Ci sono parenti da andare a trovare a Genova, emigrati negli anni passati o di recente.
A metà maggio abbiamo viaggiato verso Tortona per attraversare l’Appennino lungo la valle dello Scrivia dove ci accompagnava la visione ininterrotta della macchia cupa del bosco sui fianchi dei monti, nel fondovalle qualche centro rimasto appeso ai residuati dell’industria, come a Busalla i grandi bidoni del petrolio. Visione di un ambiente da cui scappare alla svelta.
Al ritorno con Deanna si è fatta la via più breve lungo la costa e dopo il valico del Cerreto compariva un Appennino del tutto diverso, perché scendendo su Bismantova, in mezzo allo scuro degli alberi, s’allargava lo spazio dei campi con un verde chiaro che in questi giorni ingiallisce in modo differente per il grano e per il prato.

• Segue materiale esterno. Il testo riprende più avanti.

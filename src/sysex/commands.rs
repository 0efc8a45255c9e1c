use super::encoder::{DisackReason, Responder};
use crate::debugln::debugln;
use heapless::Vec;
use parse_midi::Cable;

/** Position of a byte within the command part of a frame. */
#[derive(Debug, Clone, Copy, PartialEq, Eq)]
pub enum CmdState {
	/** The byte is the command byte. */
	Begin,
	/** The byte is a payload byte. */
	Continue,
	/** The byte is the terminating `F7`. */
	End,
}

/** Receives the command part of matching frames, one byte at a time.
  *
  * Returning an error makes the parser answer with a Disacknowledge carrying the
  * reason and drop the rest of the frame. */
pub trait SysexHandler {
	fn command(&mut self, cable: Cable, state: CmdState, byte: u8, reply: &mut Responder) -> Result<(), DisackReason>;

	/** A message that had begun was discarded before its `F7`. */
	fn aborted(&mut self, _cable: Cable) {}
}

#[derive(Debug, Clone, Copy, PartialEq, Eq)]
pub struct TableFull;

/** Routes each frame to the handler registered for its command byte. */
pub struct CommandTable<'a, const N: usize> {
	routes: Vec<(u8, &'a mut dyn SysexHandler), N>,
	active: [Option<usize>; Cable::COUNT],
}

impl<'a, const N: usize> Default for CommandTable<'a, N> {
	fn default() -> CommandTable<'a, N> {
		CommandTable::new()
	}
}

impl<'a, const N: usize> CommandTable<'a, N> {
	pub fn new() -> CommandTable<'a, N> {
		CommandTable {
			routes: Vec::new(),
			active: [None; Cable::COUNT],
		}
	}

	/** A later registration for the same command byte is never reached. */
	pub fn add(&mut self, command: u8, handler: &'a mut dyn SysexHandler) -> Result<(), TableFull> {
		self.routes.push((command, handler)).map_err(|_| TableFull)
	}
}

impl<const N: usize> SysexHandler for CommandTable<'_, N> {
	fn command(&mut self, cable: Cable, state: CmdState, byte: u8, reply: &mut Responder) -> Result<(), DisackReason> {
		let slot = cable.index() as usize;

		if state == CmdState::Begin {
			self.active[slot] = self.routes.iter().position(|(command, _)| *command == byte);
			if self.active[slot].is_none() {
				debugln!("sysex: unknown command {:02X} on cable {}", byte, cable.index());
				return Err(DisackReason::InvalidCommand);
			}
		}

		let index = match self.active[slot] {
			Some(index) => index,
			None => return Ok(()),
		};
		if state == CmdState::End {
			self.active[slot] = None;
		}

		let result = self.routes[index].1.command(cable, state, byte, reply);
		if result.is_err() {
			self.active[slot] = None;
		}
		result
	}

	fn aborted(&mut self, cable: Cable) {
		if let Some(index) = self.active[cable.index() as usize].take() {
			self.routes[index].1.aborted(cable);
		}
	}
}

/** Acknowledges every command it receives once its frame is complete. */
#[derive(Debug, Default)]
pub struct PingHandler {
	pings: u32,
}

impl PingHandler {
	pub fn pings(&self) -> u32 {
		self.pings
	}
}

impl SysexHandler for PingHandler {
	fn command(&mut self, _cable: Cable, state: CmdState, _byte: u8, reply: &mut Responder) -> Result<(), DisackReason> {
		if state == CmdState::End {
			self.pings = self.pings.wrapping_add(1);
			reply.ack(0x00).ok();
		}
		Ok(())
	}
}

/** Button/LED matrix dimensions announced by a remote unit. */
#[derive(Debug, Clone, Copy, PartialEq, Eq)]
pub struct Layout {
	pub rows: u8,
	pub columns: u8,
	pub colours: u8,
}

#[derive(Debug, Clone, Copy, Default)]
struct LayoutProgress {
	bytes: [u8; 3],
	received: u8,
}

/** Collects `<rows> <columns> <colours>` records. Extra payload bytes are ignored. */
#[derive(Debug, Default)]
pub struct LayoutHandler {
	progress: [LayoutProgress; Cable::COUNT],
	layout: Option<(Cable, Layout)>,
}

impl LayoutHandler {
	pub fn layout(&self) -> Option<(Cable, Layout)> {
		self.layout
	}

	pub fn take_layout(&mut self) -> Option<(Cable, Layout)> {
		self.layout.take()
	}
}

impl SysexHandler for LayoutHandler {
	fn command(&mut self, cable: Cable, state: CmdState, byte: u8, reply: &mut Responder) -> Result<(), DisackReason> {
		let progress = &mut self.progress[cable.index() as usize];
		match state {
			CmdState::Begin => {
				*progress = LayoutProgress::default();
			}
			CmdState::Continue => {
				if (progress.received as usize) < progress.bytes.len() {
					progress.bytes[progress.received as usize] = byte;
					progress.received += 1;
				}
			}
			CmdState::End => {
				if (progress.received as usize) < progress.bytes.len() {
					return Err(DisackReason::LessBytesThanExpected);
				}
				let [rows, columns, colours] = progress.bytes;
				self.layout = Some((cable, Layout { rows, columns, colours }));
				reply.ack(0x00).ok();
			}
		}
		Ok(())
	}

	fn aborted(&mut self, cable: Cable) {
		self.progress[cable.index() as usize] = LayoutProgress::default();
	}
}

#[derive(Debug, Clone, PartialEq, Eq)]
pub struct CompletedCommand<const N: usize> {
	pub cable: Cable,
	pub command: u8,
	pub payload: Vec<u8, N>,
}

/** Accumulates the payload of one command at a time.
  *
  * A command beginning on another cable replaces the one in progress. */
#[derive(Debug, Default)]
pub struct PayloadCollector<const N: usize> {
	cable: Option<Cable>,
	command: u8,
	payload: Vec<u8, N>,
	last: Option<CompletedCommand<N>>,
	completed: usize,
}

impl<const N: usize> PayloadCollector<N> {
	pub fn new() -> PayloadCollector<N> {
		PayloadCollector {
			cable: None,
			command: 0,
			payload: Vec::new(),
			last: None,
			completed: 0,
		}
	}

	/** The most recent complete command, if not taken yet. */
	pub fn take(&mut self) -> Option<CompletedCommand<N>> {
		self.last.take()
	}

	/** Number of commands completed so far. */
	pub fn completed(&self) -> usize {
		self.completed
	}
}

impl<const N: usize> SysexHandler for PayloadCollector<N> {
	fn command(&mut self, cable: Cable, state: CmdState, byte: u8, _reply: &mut Responder) -> Result<(), DisackReason> {
		if state == CmdState::Begin {
			self.cable = Some(cable);
			self.command = byte;
			self.payload.clear();
			return Ok(());
		}
		if self.cable != Some(cable) {
			return Ok(());
		}

		match state {
			CmdState::Continue => {
				if self.payload.push(byte).is_err() {
					self.cable = None;
					return Err(DisackReason::BufferTooSmall);
				}
			}
			CmdState::End => {
				self.cable = None;
				self.last = Some(CompletedCommand {
					cable,
					command: self.command,
					payload: core::mem::take(&mut self.payload),
				});
				self.completed += 1;
			}
			CmdState::Begin => {}
		}
		Ok(())
	}

	fn aborted(&mut self, cable: Cable) {
		if self.cable == Some(cable) {
			self.cable = None;
		}
	}
}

La campagna cambia di continuo, rigata dal fieno, costellata dai balloni, diventa bionda per le spighe o per la paglia, poi dall’estate all’autunno l’aratro solleva dal terreno le tonalità di grigio, marrone e rosso, come avviene per le foglie di piante da potare o da tagliare nell’inverno e in primavera mentre il campo ricomincia a verdeggiare.
Il paesano raccoglie nuova ricchezza da terra e sole e la distribuisce, ma non riceve gratitudine per lo sfornare variazioni stagionali di paesaggio. Il cittadino si sente orgoglioso di averlo incontrato e chi amministra pensa ad investire sul visitatore di passaggio. Va di moda inneggiare alle biodiversità marginali e si trascura di lodare quella più preziosa della famiglia contadina che mantiene tutta la comunità montanara e attira quella cittadina.
Ci sono giovani che sentono la profondità di questa differenza e per fuggire dalla città di Genova sempre meno vivibile provano a coltivare l’Appennino abbandonato dell’entroterra ligure-piemontese. Eleonora e Vittorio hanno coraggio ad affrontare una salita dura (che a me sembra acrobatica), ma noi tutti faremmo bene a investire per trattenere i giovani montanari invece di adoperare i media, la scuola e la rete per farli scendere alla cieca. Questo è un Appennino migliore perché curato da generazioni contadine, adesso sono a rischio di estinzione e mentre la Repubblica si trova più sfondata sul lavoro si pensa alla priorità del diversivo: è tutto lì il futuro?
Enrico Bussi, Associazione Rurali Reggiani
Leggo con piacere questo racconto poeticamente dilettevole, che mi porta a ricordare la bellezza della mia felice vita contadina e l’amore alla terra che tanto ci dona in cibo e bellezza. Saluti.